What is ICP-MS and why is it used with SDC?

ICP-MS, or Inductively Coupled Plasma – Mass Spectrometry, is a form of mass spectrometry which uses plasma to ionize the sample of interest, typically a liquid, ready for measurement by mass spectrometry [1, 2]. It is used to measure trace elements, with a high level of sensitivity, as low as Parts Per Trillion (PPT) [3, 4].

The high sensitivity of ICP-MS to trace elements makes it highly useful to couple with SDC, providing a means to measure both activity and stability at once [5]. ICP-MS has further advantages including the ability to measure time resolved dissolution information [6], detect multiple elements simultaneously [5], and distinguish between different isotopes [7]. These traits make the coupling of ICP-MS with SDC particularly useful for studies of catalysis and corrosion materials.

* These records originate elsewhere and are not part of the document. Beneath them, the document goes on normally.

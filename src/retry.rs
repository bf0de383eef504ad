//! Reconnect backoff and error classification
//!
//! Connections retry forever: a download stalls rather than fails when a
//! server goes away, so the backoff has no attempt limit, only a delay cap.
//! Delay growth uses the configured multiplier (golden ratio by default, a
//! gentler curve than doubling) with optional jitter so a pool's connections
//! do not reconnect in lockstep after a server restart.
//!
//! # Example
//!
//! ```
//! use nzb_dl::RetryConfig;
//! use nzb_dl::retry::Backoff;
//! use std::time::Duration;
//!
//! let config = RetryConfig {
//!     initial_delay_ms: 500,
//!     max_delay_ms: 8_000,
//!     backoff_multiplier: 1.618,
//!     jitter: false,
//! };
//! let mut backoff = Backoff::new(&config);
//!
//! assert_eq!(backoff.next_delay(), Duration::from_millis(500));
//! assert!(backoff.next_delay() > Duration::from_millis(500));
//!
//! // A successful exchange returns the curve to its starting point
//! backoff.reset();
//! assert_eq!(backoff.next_delay(), Duration::from_millis(500));
//! ```

use crate::config::RetryConfig;
use crate::error::{Error, NntpError};
use rand::Rng;
use std::time::Duration;

/// Classify an error as transient (reconnect and retry) or permanent.
///
/// Transient failures (timeouts, resets, the server kicking an idle session)
/// return `true`; authoritative verdicts (bad credentials, a missing article)
/// return `false`.
///
/// # Examples
///
/// ```
/// use nzb_dl::retry::IsRetryable;
///
/// #[derive(Debug)]
/// enum FetchError {
///     Timeout,
///     BadCredentials,
/// }
///
/// impl IsRetryable for FetchError {
///     fn is_retryable(&self) -> bool {
///         matches!(self, FetchError::Timeout)
///     }
/// }
///
/// assert!(FetchError::Timeout.is_retryable());
/// assert!(!FetchError::BadCredentials.is_retryable());
/// ```
pub trait IsRetryable {
    /// True when the operation should be retried after a backoff delay
    fn is_retryable(&self) -> bool;
}

impl IsRetryable for NntpError {
    fn is_retryable(&self) -> bool {
        match self {
            // The server is reachable in principle; keep trying
            NntpError::ConnectFailed { .. }
            | NntpError::Timeout { .. }
            | NntpError::SessionTimeout
            | NntpError::Disconnected => true,
            NntpError::Io(e) => io_is_transient(e),
            // 400 is the server closing an idle or overloaded session
            NntpError::UnexpectedResponse { code, .. } => *code == 400,
            // Authoritative verdicts about credentials or the article itself
            NntpError::ModeRejected { .. }
            | NntpError::AuthRejected { .. }
            | NntpError::GroupUnavailable { .. }
            | NntpError::ArticleMissing { .. } => false,
        }
    }
}

impl IsRetryable for Error {
    fn is_retryable(&self) -> bool {
        match self {
            Error::Nntp(e) => e.is_retryable(),
            Error::Io(e) => io_is_transient(e),
            _ => false,
        }
    }
}

fn io_is_transient(e: &std::io::Error) -> bool {
    matches!(
        e.kind(),
        std::io::ErrorKind::TimedOut
            | std::io::ErrorKind::ConnectionRefused
            | std::io::ErrorKind::ConnectionReset
            | std::io::ErrorKind::ConnectionAborted
            | std::io::ErrorKind::NotConnected
            | std::io::ErrorKind::BrokenPipe
            | std::io::ErrorKind::Interrupted
    )
}

/// Growing reconnect delay for one connection.
///
/// `next_delay` returns the current delay and advances it; `reset` is called
/// after any successful exchange so a single blip costs one short wait, not
/// the accumulated maximum.
#[derive(Debug, Clone)]
pub struct Backoff {
    initial: Duration,
    max: Duration,
    multiplier: f64,
    jitter: bool,
    current: Duration,
}

impl Backoff {
    /// Build from the retry section of the configuration.
    ///
    /// # Arguments
    ///
    /// * `config` - Initial delay, cap, growth multiplier, and jitter switch
    pub fn new(config: &RetryConfig) -> Self {
        let initial = Duration::from_millis(config.initial_delay_ms);
        Self {
            initial,
            max: Duration::from_millis(config.max_delay_ms),
            multiplier: config.backoff_multiplier,
            jitter: config.jitter,
            current: initial,
        }
    }

    /// The delay to sleep before the next attempt; grows on each call.
    ///
    /// Growth is capped at the configured maximum. With jitter enabled the
    /// returned value varies by up to ±25% around the undecorated delay.
    pub fn next_delay(&mut self) -> Duration {
        let base = self.current;
        let grown = Duration::from_secs_f64(base.as_secs_f64() * self.multiplier);
        self.current = grown.min(self.max);
        if self.jitter { jittered(base) } else { base }
    }

    /// Return to the initial delay after a successful exchange
    pub fn reset(&mut self) {
        self.current = self.initial;
    }
}

/// Apply up to ±25% uniform jitter
fn jittered(delay: Duration) -> Duration {
    let factor: f64 = rand::thread_rng().gen_range(0.75..=1.25);
    Duration::from_secs_f64(delay.as_secs_f64() * factor)
}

How is SDC coupled to ICP-MS?

When ICP-MS is coupled to SDC it is used as a downstream analysis, meaning the local electrochemistry experiment of SDC is first and then ICP-MS is performed. This means ICP-MS must be coupled with a flow type SDC head, Fig. 1, where the electrolyte flows into the SDC head to the droplet, and then out of the measurement head. Because of the electrolyte flow, after the SDC experiment, any species which have dissolved into the electrolyte then flow through to the ICP-MS for the mass spectrometry experiments to be performed.  This is illustrated in Fig. 2.

Figure 1 : The SDC flow head is shown, with the electrodes, and direction of electrolyte flow shown.

Figure 2 : The flow of electrolyte through the SDC coupled with ICP-MS experiment is shown. The electrolyte first flows from its source to the peristaltic pump (1), from the peristaltic pump it then flows into the SDC head to form the droplet (2), from the SDC head it then flows back to the peristaltic pump, through a second channel (3), finally from the peristaltic pump it flows to the ICP-MS (4). Note components are not drawn to scale.

When coupling SDC and ICP-MS there are a few points that must be kept in mind.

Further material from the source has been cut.